Director – Sam Raimi, Screenplay – Mitchell Kapner & David Lindsay-Abaire, Based on the Books by L. Frank Baum, Producer – Joe Roth, Photography (3D, some scenes b&w) – Peter Deming, Music – Danny Elfman, Visual Effects Supervisor – Scott Stokdyk, Visual Effects – Digiscope, Evil Eye Pictures (Supervisor – Matt McDonald & Daniel P. Rosen), Luna Pictures (Supervisor – Vincent Cirelli), Method & Sony Pictures Imageworks, Special Effects Supervisor – John Frazier, Makeup Effects – KNB EFX Group, Inc (Supervisors – Howard Berger & Greg Nicotero), Production Design – Robert Stromberg.

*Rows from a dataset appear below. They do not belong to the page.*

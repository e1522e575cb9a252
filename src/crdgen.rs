//! # CRD Generator
//!
//! Generates the Kubernetes CustomResourceDefinition (CRD) YAML of every record kind
//! reconciled by the controller, as one multi-document stream.
//!
//! ## Usage
//!
//! ```bash
//! # Generate CRD YAML
//! cargo run --bin crdgen > config/crd/objectstorage.yaml
//!
//! # Generate and apply directly
//! cargo run --bin crdgen | kubectl apply -f -
//! ```

use kube::core::CustomResourceExt;
use objectstore_provisioner::crd::{Bucket, ProviderConfig, ProviderConfigUsage, StorageUser};

fn main() {
    let crds = [
        Bucket::crd(),
        StorageUser::crd(),
        ProviderConfig::crd(),
        ProviderConfigUsage::crd(),
    ];

    for crd in crds {
        match serde_yaml::to_string(&crd) {
            Ok(yaml) => print!("---\n{yaml}"),
            Err(e) => {
                eprintln!("Failed to serialize CRD to YAML: {e}");
                std::process::exit(1);
            }
        }
    }
}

Production Company – Roth Pictures/Curtis-Donen.
James Franco (Oz/Oscar Riggs), Michelle Williams (Glinda the Good/Annie), Mila Kunis (Theodora), Rachel Weisz (Evanora), Zach Braff (Finlay/Frank), Joey King (China Girl/Girl in Wheelchair), Tony Cox (Knuck), Bill Cobbs (Master Tinker), Stephen R. Hart (Winkie General), Bruce Campbell (Winkie Gatekeeper), Tim Holmes (Strongman)
Kansas, 1905. Oscar Riggs is the shabby travelling carnival magician billing himself as Oz the Great and Powerful. Oz delights in tricks of simple illusion but is also a cheap conman. Fleeing from an angry strongman with whose wife he has been dallying, Oz jumps aboard a hot-air balloon – only for it to be whisked away in a tornado. The balloon comes down in the magical land of Oz where Oz is amazed at the strange creatures and things around him. He is discovered by the beautiful Theodora, a witch who tells of a prophecy about a great wizard who will come from the sky. Readily agreeing to take on this role after discovering that it makes him the ruler of the land and inheritor of great wealth, Oz travels to the Emerald City with Theodora to inherit his crown. Theodora’s sister Evanora tells him that he can only do so after killing the Wicked Witch of the South. Accompanied by a loyal talking monkey servant Finlay and a tiny china girl he patches up along the way, Oz sets out to defeat the witch, only to find that this is Glinda the Good. Evanora is in fact a wicked witch. She now manipulates Theodora into thinking that Oz has betrayed her and to take a bite of an apple that causes her to relinquish all goodness and becomes evil and green-skinned. Glinda persuades Oz to accept the mantle of the destined wizard and to unite the Quadling, Munchkin and Tinker peoples into an army to dethrone the two witches. Without any real magic, Oz realises that his only option is to use illusion and trickery to win the war.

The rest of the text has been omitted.